Donna Brunero (Co-Principal Investigator)
Donna Brunero is a Senior Lecturer in the Department of History at the National University of Singapore. She teaches and researches on the British empire in Asia and maritime history, and the intersections between the two. This has led her to publish on a diverse range of topics including: Britain’s maritime empire in Empire in Asia: A New Global History (Vol. 2), co-edited with Brian P. Farrell (2018), and on family life for foreigners in the treaty ports in Life in Treaty Port China and Japan, co-edited with Stephanie Villalta-Puig (2018). She has also published on Britons in the Chinese Maritime Customs Service, China coast views of the Meiji restoration, and maritime ethnography. In addition to being co-PI for the Friction and Order project, she is collaborating on a project which traces the complexities of trade and tariffs in 19th and 20th century East Asia.
Charles Burgess (Collaborator)
Charles Burgess is a Postdoctoral Fellow at the National University of Singapore, where he also earned his PhD in 2020. A military historian, his research focuses on Western military power in Asia in the twentieth century, particularly the interactions between national policy, grand strategy, and the operational level of war. He is currently researching a book-length study on American and Nationalist Chinese airpower in China during WWII, while also converting his doctoral thesis on Allied grand strategy and anti-Japanese resistance forces in Southeast Asia into a monograph. He has also published articles in Diplomacy and Statecraft and the Journal of Military History. Prior to embarking on his PhD studies, Charles spent nearly 15 years working for the US government in various Asia-focused analytical and operational positions.
Jennifer Yip (Collaborator)
Jennifer Yip is an Assistant Professor in the Department of History at the National University of Singapore. She studies modern war, strategy, and the socio-economic effects of war mobilization, with a focus on Republican China. Prior to joining the Department, she was a Postdoctoral Fellow at the Clements Center for National Security at the University of Texas at Austin. Her work has appeared in Modern China. Her first book manuscript, currently under contract with Cambridge University Press, focuses on the Chinese government's military grain provisioning policies during the Second Sino-Japanese War (1937–1945). It highlights the seizure of grain as the lynchpin of the three-way struggle among the Nationalists, Chinese Communist Party (CCP), and the Japanese.

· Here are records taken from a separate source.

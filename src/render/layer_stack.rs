use serde::{Deserialize, Serialize};

use crate::core::GridBounds;
use crate::error::GridResult;

use super::{CirclePrimitive, LinePrimitive, RectPrimitive, TextPrimitive};

/// Independently repainted layers composited onto the same surface.
#[derive(Debug, Clone, Copy, PartialEq, Eq, Hash, Serialize, Deserialize)]
pub enum CanvasLayerKind {
    /// Gridlines, axes and tick labels. Repainted only on re-layout.
    Grid,
    /// Circle overlays. Repainted on every refresh.
    Shapes,
    /// Transient coordinate tooltip.
    Overlay,
}

impl CanvasLayerKind {
    /// Bottom-to-top composition order.
    pub const CANONICAL_ORDER: [Self; 3] = [Self::Grid, Self::Shapes, Self::Overlay];
}

/// Primitives of one layer, painted lines → rects → circles → texts.
#[derive(Debug, Clone, PartialEq)]
pub struct LayerPrimitives {
    pub kind: CanvasLayerKind,
    /// Pixel rectangle outside of which nothing in this layer is visible.
    pub clip: Option<GridBounds>,
    pub lines: Vec<LinePrimitive>,
    pub rects: Vec<RectPrimitive>,
    pub circles: Vec<CirclePrimitive>,
    pub texts: Vec<TextPrimitive>,
}

impl LayerPrimitives {
    #[must_use]
    pub fn new(kind: CanvasLayerKind) -> Self {
        Self {
            kind,
            clip: None,
            lines: Vec::new(),
            rects: Vec::new(),
            circles: Vec::new(),
            texts: Vec::new(),
        }
    }

    #[must_use]
    pub fn with_clip(mut self, clip: GridBounds) -> Self {
        self.clip = Some(clip);
        self
    }

    #[must_use]
    pub fn is_empty(&self) -> bool {
        self.lines.is_empty() && self.rects.is_empty() && self.circles.is_empty() && self.texts.is_empty()
    }

    #[must_use]
    pub fn primitive_count(&self) -> usize {
        self.lines.len() + self.rects.len() + self.circles.len() + self.texts.len()
    }

    pub fn validate(&self) -> GridResult<()> {
        for line in &self.lines {
            line.validate()?;
        }
        for rect in &self.rects {
            rect.validate()?;
        }
        for circle in &self.circles {
            circle.validate()?;
        }
        for text in &self.texts {
            text.validate()?;
        }
        Ok(())
    }
}
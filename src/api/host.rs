use serde::{Deserialize, Serialize};

use crate::core::{Circle, PixelPoint};
use crate::error::GridResult;

/// Callback the host provides to be asked for a repaint outside of `refresh`.
pub type RerenderCallback = Box<dyn FnMut()>;

/// Where circle data comes from on a refresh.
#[derive(Debug, Clone, PartialEq)]
pub enum CircleInput {
    /// Raw JSON text. Malformed text renders no circles.
    Json(String),
    /// Already decoded records.
    Records(Vec<Circle>),
    /// The compiled-in static set.
    Builtin,
}

impl Default for CircleInput {
    fn default() -> Self {
        Self::Json(String::new())
    }
}

/// Boundary inputs read on every refresh.
///
/// Absent values fall back to the configured defaults: surface side 400,
/// square when only a width is given, axis limit 1, and a Y limit equal to
/// the X limit.
#[derive(Debug, Clone, PartialEq, Default)]
pub struct HostContext {
    pub surface_width: Option<u32>,
    pub surface_height: Option<u32>,
    pub axis_limit_x: Option<f64>,
    pub axis_limit_y: Option<f64>,
    /// Surface origin in the coordinate space of incoming pointer events.
    pub surface_origin: PixelPoint,
    pub circles: CircleInput,
}

impl HostContext {
    /// Square surface with one symmetric axis limit.
    #[must_use]
    pub fn square(size: u32, axis_limit: f64) -> Self {
        Self {
            surface_width: Some(size),
            surface_height: Some(size),
            axis_limit_x: Some(axis_limit),
            axis_limit_y: Some(axis_limit),
            ..Self::default()
        }
    }

    #[must_use]
    pub fn with_surface(mut self, width: u32, height: u32) -> Self {
        self.surface_width = Some(width);
        self.surface_height = Some(height);
        self
    }

    #[must_use]
    pub fn with_axis_limits(mut self, x: f64, y: f64) -> Self {
        self.axis_limit_x = Some(x);
        self.axis_limit_y = Some(y);
        self
    }

    #[must_use]
    pub fn with_surface_origin(mut self, x: f64, y: f64) -> Self {
        self.surface_origin = PixelPoint::new(x, y);
        self
    }

    #[must_use]
    pub fn with_circles_json(mut self, json: impl Into<String>) -> Self {
        self.circles = CircleInput::Json(json.into());
        self
    }

    #[must_use]
    pub fn with_circles(mut self, circles: Vec<Circle>) -> Self {
        self.circles = CircleInput::Records(circles);
        self
    }

    #[must_use]
    pub fn with_builtin_circles(mut self) -> Self {
        self.circles = CircleInput::Builtin;
        self
    }
}

/// Host element the widget is attached to.
#[derive(Debug, Clone, PartialEq, Eq, Default, Serialize, Deserialize)]
pub struct MountPoint {
    pub id: String,
}

impl MountPoint {
    #[must_use]
    pub fn new(id: impl Into<String>) -> Self {
        Self { id: id.into() }
    }
}

/// Values reported back to the host. The engine has none.
#[derive(Debug, Clone, Copy, PartialEq, Eq, Default, Serialize, Deserialize)]
pub struct HostOutputs {}

/// Pointer event in host coordinates (see `HostContext::surface_origin`).
#[derive(Debug, Clone, Copy, PartialEq, Serialize, Deserialize)]
pub struct PointerEvent {
    pub x: f64,
    pub y: f64,
}

impl PointerEvent {
    #[must_use]
    pub const fn new(x: f64, y: f64) -> Self {
        Self { x, y }
    }

    /// Position relative to the surface's top-left corner.
    #[must_use]
    pub fn local_to(self, surface_origin: PixelPoint) -> PixelPoint {
        PixelPoint::new(self.x - surface_origin.x, self.y - surface_origin.y)
    }
}

#[derive(Debug, Clone, Copy, PartialEq, Eq, Default, Serialize, Deserialize)]
pub enum LifecycleState {
    #[default]
    Created,
    Initialized,
    TornDown,
}

/// Capability interface a hosting component drives.
pub trait HostWidget {
    fn initialize(
        &mut self,
        context: &HostContext,
        rerender: RerenderCallback,
        persisted_state: Option<&serde_json::Value>,
        mount_point: &MountPoint,
    ) -> GridResult<()>;

    /// Re-reads boundary inputs and repaints.
    fn refresh(&mut self, context: &HostContext) -> GridResult<()>;

    fn get_outputs(&self) -> HostOutputs;

    /// Releases the pending tooltip timer and pointer listeners.
    fn teardown(&mut self);
}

Yamamoto Fumihito (Collaborator)
Yamamoto Fumihito is an author, historian, and book translator (English to Japanese). Born in Paris, brought up in Tokyo, and educated in Japan and Singapore, his research interests lie in the international history of the Twentieth Century, especially in Anglo-Japanese history. He received his PhD from the National University of Singapore, MA and BA from Dokkyo University, Saitama Japan. He published a research monograph in Japanese, Nichiei Kaisen Eno Michi: Igirisu No Shingapōru Senryaku To Nihon No Nanshin No Shinjitsu (The Road to the Anglo-Japanese War: Truths of the British Singapore Strategy and Japan’s Southbound Policies). He also co-edited three volumes of studies in Japanese, Kensho Taiheiyo Senso to so no Senryaku (Studies of the Pacific War and Its Strategies). His translation works included Kishore Mahbubani’s The Great Convergence: Asia, the West and the Logic of One World, Niall Ferguson’s Empire: How Britain Made the Modern World, and Paul Kennedy’s The Rise and Fall of British Naval Mastery. He also co-translated Azar Gat’s War in Human History into Japanese.